Over the past six years Sarah has led BaptistCare at home to significantly expand its delivery of well-informed, multi-disciplinary, holistic care for ageing clients with complex health conditions. She believes passionately in the pivotal role of great care management in delivering outstanding outcomes for clients.
Sarah is the General Manager of BaptistCare at home, one of Australia’s largest Home Care providers. She holds an undergraduate degree in Psychology and a Masters in Applied Social Sciences and Management.
The Art of Care Management: Deciphering the black box of home care’s most complex service and implications for system design.
Home Care reform foreshadows significant change for care management services in Australia. High quality care management is broadly acknowledged as fundamental in optimising outcomes for older people, as well as being a key enabler of wider system benefits. However many of the activities of care management are hidden from view, or spread across a variety of roles, securing its place as the mysterious black box of home care delivery.
The Australian Government is proposing sweeping changes to the way care management will be funded and delivered in the future. Home care providers and government alike have been hindered by a lack of standardised approaches, terminology and workforce skilling to scaffold the delivery of care management services for older people living in the community. This has resulted in limited shared understanding between funding bodies, policy makers, service users and service providers about the potential benefits care management offers to individuals, populations and the broader health and social care systems.

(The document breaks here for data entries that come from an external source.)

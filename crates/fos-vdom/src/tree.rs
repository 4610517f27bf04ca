//! Virtual Tree
//!
//! Arena of [`VirtualNode`]s in composed document order. Nodes are pushed in
//! preorder, so a node's index is its document position and every subtree is
//! a contiguous index range. Scopes record where the tree crosses a shadow
//! root or a frame document.

use crate::{Cache, VNodeId, VirtualNode};
use fos_dom::{DocumentId, ShadowRootMode};
use std::collections::HashMap;
use std::ops::Index;

/// Tree scope: one document or one shadow tree
#[derive(Debug, Clone, Copy, PartialEq, Eq, Hash, PartialOrd, Ord)]
pub struct ScopeId(pub(crate) u32);

impl ScopeId {
    /// Scope of the tree's root
    pub const ROOT: ScopeId = ScopeId(0);

    pub fn index(self) -> usize {
        self.0 as usize
    }
}

/// What a scope corresponds to
#[derive(Debug, Clone, PartialEq, Eq)]
pub enum Scope {
    /// A document; `frame` is the embedding frame node for nested documents
    Document {
        document: Option<DocumentId>,
        frame: Option<VNodeId>,
        url: Option<String>,
    },
    /// A shadow tree attached to `host`
    Shadow { host: VNodeId, mode: ShadowRootMode },
}

/// Composed tree of virtual nodes
#[derive(Debug)]
pub struct VirtualTree {
    pub(crate) nodes: Vec<VirtualNode>,
    pub(crate) scopes: Vec<Scope>,
    ids: HashMap<(ScopeId, String), Vec<VNodeId>>,
    complete: bool,
    cache: Cache,
}

impl VirtualTree {
    pub(crate) fn new(root_scope: Scope, complete: bool) -> Self {
        Self {
            nodes: Vec::new(),
            scopes: vec![root_scope],
            ids: HashMap::new(),
            complete,
            cache: Cache::new(),
        }
    }

    pub(crate) fn add_scope(&mut self, scope: Scope) -> ScopeId {
        self.scopes.push(scope);
        ScopeId((self.scopes.len() - 1) as u32)
    }

    pub(crate) fn next_id(&self) -> VNodeId {
        VNodeId(self.nodes.len() as u32)
    }

    /// Append a node built with [`Self::next_id`] under `parent`
    pub(crate) fn push(&mut self, mut node: VirtualNode, parent: Option<VNodeId>) -> VNodeId {
        let id = self.next_id();
        node.id = id;
        node.parent = parent;
        if let Some(value) = node.attr("id").filter(|v| !v.is_empty()) {
            self.ids
                .entry((node.scope, value.to_string()))
                .or_default()
                .push(id);
        }
        self.nodes.push(node);
        if let Some(parent) = parent.and_then(|p| self.nodes.get_mut(p.index())) {
            parent.children.push(id);
        }
        id
    }

    /// Root node, `None` for an empty tree
    pub fn root(&self) -> Option<VNodeId> {
        (!self.nodes.is_empty()).then_some(VNodeId(0))
    }

    pub fn get(&self, id: VNodeId) -> Option<&VirtualNode> {
        self.nodes.get(id.index())
    }

    pub fn len(&self) -> usize {
        self.nodes.len()
    }

    pub fn is_empty(&self) -> bool {
        self.nodes.is_empty()
    }

    /// False for trees built from serialized nodes: references outside the
    /// serialized subtree cannot be resolved
    pub fn is_complete(&self) -> bool {
        self.complete
    }

    /// Run-scoped cache shared by every derived computation over this tree
    pub fn cache(&self) -> &Cache {
        &self.cache
    }

    /// Empty the tree cache and every node's memo slot
    pub fn clear_cache(&self) {
        self.cache.clear();
        for node in &self.nodes {
            node.cache().clear();
        }
    }

    /// All nodes in document order
    pub fn nodes(&self) -> impl Iterator<Item = &VirtualNode> {
        self.nodes.iter()
    }

    pub fn scope(&self, id: ScopeId) -> Option<&Scope> {
        self.scopes.get(id.index())
    }

    pub fn scope_count(&self) -> usize {
        self.scopes.len()
    }

    pub fn parent(&self, id: VNodeId) -> Option<VNodeId> {
        self.get(id)?.parent
    }

    /// Parent within the same scope
    pub fn scoped_parent(&self, id: VNodeId) -> Option<VNodeId> {
        let node = self.get(id)?;
        let parent = node.parent?;
        (self.get(parent)?.scope == node.scope).then_some(parent)
    }

    pub fn children(&self, id: VNodeId) -> &[VNodeId] {
        self.get(id).map(|n| n.children.as_slice()).unwrap_or(&[])
    }

    /// Element children in order
    pub fn element_children(&self, id: VNodeId) -> impl Iterator<Item = VNodeId> + '_ {
        self.children(id)
            .iter()
            .copied()
            .filter(|c| self.get(*c).is_some_and(VirtualNode::is_element))
    }

    /// Ancestors from the parent up to the root
    pub fn ancestors(&self, id: VNodeId) -> impl Iterator<Item = VNodeId> + '_ {
        std::iter::successors(self.parent(id), |current| self.parent(*current))
    }

    /// Last node of the subtree rooted at `id`
    fn subtree_end(&self, id: VNodeId) -> VNodeId {
        let mut current = id;
        while let Some(last) = self.children(current).last() {
            current = *last;
        }
        current
    }

    /// Descendants in document order, excluding `id`
    pub fn descendants(&self, id: VNodeId) -> impl Iterator<Item = VNodeId> + '_ {
        let end = if self.get(id).is_some() { self.subtree_end(id).0 } else { id.0 };
        (id.0 + 1..=end).map(VNodeId)
    }

    /// `id` and its descendants in document order
    pub fn subtree(&self, id: VNodeId) -> impl Iterator<Item = VNodeId> + '_ {
        std::iter::once(id)
            .filter(|id| self.get(*id).is_some())
            .chain(self.descendants(id))
    }

    /// Whether `ancestor` contains `id` (inclusive)
    pub fn contains(&self, ancestor: VNodeId, id: VNodeId) -> bool {
        self.get(ancestor).is_some() && ancestor <= id && id <= self.subtree_end(ancestor)
    }

    /// Concatenated text of the composed subtree
    pub fn text_content(&self, id: VNodeId) -> String {
        self.subtree(id)
            .filter_map(|d| self.get(d).and_then(VirtualNode::node_value))
            .collect()
    }

    /// Elements with this id attribute in a scope, in document order
    pub fn elements_by_id(&self, scope: ScopeId, value: &str) -> &[VNodeId] {
        self.ids
            .get(&(scope, value.to_string()))
            .map(Vec::as_slice)
            .unwrap_or(&[])
    }

    /// First element with this id attribute in a scope
    pub fn element_by_id(&self, scope: ScopeId, value: &str) -> Option<VNodeId> {
        self.elements_by_id(scope, value).first().copied()
    }

    /// Shadow host of a shadow scope
    pub fn scope_host(&self, scope: ScopeId) -> Option<VNodeId> {
        match self.scope(scope)? {
            Scope::Shadow { host, .. } => Some(*host),
            Scope::Document { .. } => None,
        }
    }

    /// Document scope containing a (possibly shadow) scope
    pub fn document_scope(&self, scope: ScopeId) -> ScopeId {
        let mut current = scope;
        while let Some(host) = self.scope_host(current) {
            match self.get(host) {
                Some(node) => current = node.scope,
                None => break,
            }
        }
        current
    }

    /// Frame node embedding the document of `scope`
    pub fn frame_of_scope(&self, scope: ScopeId) -> Option<VNodeId> {
        match self.scope(self.document_scope(scope))? {
            Scope::Document { frame, .. } => *frame,
            Scope::Shadow { .. } => None,
        }
    }

    /// Frame nodes enclosing `id`, outermost first
    pub fn frame_path(&self, id: VNodeId) -> Vec<VNodeId> {
        let mut path = Vec::new();
        let mut scope = self.get(id).map(|n| n.scope);
        while let Some(frame) = scope.and_then(|s| self.frame_of_scope(s)) {
            path.push(frame);
            scope = self.get(frame).map(|n| n.scope);
        }
        path.reverse();
        path
    }

    /// Whether the node lives in a shadow tree
    pub fn in_shadow_tree(&self, id: VNodeId) -> bool {
        self.get(id)
            .and_then(|n| self.scope(n.scope))
            .is_some_and(|s| matches!(s, Scope::Shadow { .. }))
    }
}

impl Index<VNodeId> for VirtualTree {
    type Output = VirtualNode;

    /// Panics if `id` was not produced by this tree
    fn index(&self, id: VNodeId) -> &VirtualNode {
        &self.nodes[id.index()]
    }
}
//! Geometry APIs
//!
//! DOMRect and the scroll/client box sizes recorded on laid-out elements.

/// DOMRect - rectangle geometry
#[derive(Debug, Clone, Copy, Default, PartialEq)]
pub struct DOMRect {
    pub x: f64,
    pub y: f64,
    pub width: f64,
    pub height: f64,
}

impl DOMRect {
    /// Create empty rect
    pub fn new() -> Self {
        Self::default()
    }

    /// Create with dimensions
    pub fn from_xywh(x: f64, y: f64, width: f64, height: f64) -> Self {
        Self { x, y, width, height }
    }

    /// Top edge (same as y)
    pub fn top(&self) -> f64 {
        self.y
    }

    /// Right edge
    pub fn right(&self) -> f64 {
        self.x + self.width
    }

    /// Bottom edge
    pub fn bottom(&self) -> f64 {
        self.y + self.height
    }

    /// Left edge (same as x)
    pub fn left(&self) -> f64 {
        self.x
    }

    /// Center point
    pub fn center(&self) -> (f64, f64) {
        (self.x + self.width / 2.0, self.y + self.height / 2.0)
    }

    /// Rect with no area
    pub fn is_empty(&self) -> bool {
        self.width <= 0.0 || self.height <= 0.0
    }

    /// Check if point is inside (edges included)
    pub fn contains_point(&self, x: f64, y: f64) -> bool {
        x >= self.x && x <= self.right() && y >= self.y && y <= self.bottom()
    }

    /// Check if `other` lies fully inside this rect
    pub fn contains_rect(&self, other: &DOMRect) -> bool {
        other.x >= self.x
            && other.y >= self.y
            && other.right() <= self.right()
            && other.bottom() <= self.bottom()
    }

    /// Check if rects intersect (touching edges count)
    pub fn intersects(&self, other: &DOMRect) -> bool {
        !(self.right() < other.x
            || self.x > other.right()
            || self.bottom() < other.y
            || self.y > other.bottom())
    }

    /// Get intersection rect
    pub fn intersection(&self, other: &DOMRect) -> Option<DOMRect> {
        if !self.intersects(other) {
            return None;
        }

        let x = self.x.max(other.x);
        let y = self.y.max(other.y);
        let right = self.right().min(other.right());
        let bottom = self.bottom().min(other.bottom());

        Some(DOMRect::from_xywh(x, y, right - x, bottom - y))
    }

    /// Translate by an offset
    pub fn offset(&self, dx: f64, dy: f64) -> DOMRect {
        DOMRect::from_xywh(self.x + dx, self.y + dy, self.width, self.height)
    }
}

/// Element geometry state produced by layout
#[derive(Debug, Clone, Copy, Default, PartialEq)]
pub struct ElementGeometry {
    /// Border box in document coordinates
    pub border_box: DOMRect,

    // Client properties (content + padding, no scrollbar)
    pub client_width: f64,
    pub client_height: f64,

    // Scroll properties
    pub scroll_top: f64,
    pub scroll_left: f64,
    pub scroll_width: f64,
    pub scroll_height: f64,
}

impl ElementGeometry {
    /// Geometry of a box whose content fits exactly
    pub fn from_border_box(rect: DOMRect) -> Self {
        Self {
            border_box: rect,
            client_width: rect.width,
            client_height: rect.height,
            scroll_width: rect.width,
            scroll_height: rect.height,
            ..Self::default()
        }
    }

    /// Get bounding client rect
    pub fn bounding_client_rect(&self) -> DOMRect {
        self.border_box
    }

    /// Scroll to position
    pub fn scroll_to(&mut self, x: f64, y: f64) {
        self.scroll_left = x.max(0.0).min((self.scroll_width - self.client_width).max(0.0));
        self.scroll_top = y.max(0.0).min((self.scroll_height - self.client_height).max(0.0));
    }

    /// Content wider than the client box
    pub fn overflows_x(&self) -> bool {
        self.scroll_width > self.client_width
    }

    /// Content taller than the client box
    pub fn overflows_y(&self) -> bool {
        self.scroll_height > self.client_height
    }
}

#[cfg(test)]
mod tests {
    use super::*;

    #[test]
    fn test_dom_rect() {
        let rect = DOMRect::from_xywh(10.0, 20.0, 100.0, 50.0);

        assert_eq!(rect.top(), 20.0);
        assert_eq!(rect.right(), 110.0);
        assert_eq!(rect.bottom(), 70.0);
        assert_eq!(rect.left(), 10.0);
        assert_eq!(rect.center(), (60.0, 45.0));
    }

    #[test]
    fn test_contains_point() {
        let rect = DOMRect::from_xywh(0.0, 0.0, 100.0, 100.0);

        assert!(rect.contains_point(50.0, 50.0));
        assert!(!rect.contains_point(150.0, 50.0));
    }

    #[test]
    fn test_intersects() {
        let rect1 = DOMRect::from_xywh(0.0, 0.0, 100.0, 100.0);
        let rect2 = DOMRect::from_xywh(50.0, 50.0, 100.0, 100.0);
        let rect3 = DOMRect::from_xywh(200.0, 200.0, 50.0, 50.0);

        assert!(rect1.intersects(&rect2));
        assert!(!rect1.intersects(&rect3));
        assert_eq!(
            rect1.intersection(&rect2),
            Some(DOMRect::from_xywh(50.0, 50.0, 50.0, 50.0))
        );
    }

    #[test]
    fn test_scroll_clamped() {
        let mut geometry = ElementGeometry::from_border_box(DOMRect::from_xywh(0.0, 0.0, 100.0, 100.0));
        geometry.scroll_height = 300.0;
        geometry.scroll_to(10.0, 500.0);
        assert_eq!(geometry.scroll_left, 0.0);
        assert_eq!(geometry.scroll_top, 200.0);
        assert!(geometry.overflows_y());
        assert!(!geometry.overflows_x());
    }
}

BaptistCare has strongly advocated that quality care management is crucial in delaying decline, preserving independence, and helping older people remain living at home. We continue to call for policy and pricing that authentically reflect the true value and range of care management activities undertaken by home care providers. In a positive step forward, policy makers are now looking to providers for more insight, giving a valuable opportunity to influence the future model. However, there is currently very limited information about what these activities look like in practice, how long they take and the skills of those providing them.
To help fill this gap, in August 2023 BaptistCare at home completed a care management study including all multidisciplinary employees contributing skills and expertise to the care management process. Information was collected through a Workforce Skills Survey and a time-task data capture where employees were asked to self-report daily care management activity for a two-week period.
In this session we provide an overview of our deep dive analysis of care management practice within one of Australia’s largest home care providers, the significance of the findings, and implications both for the future of home care design and in optimising our organisational readiness to successfully transition to the new model in July 2025.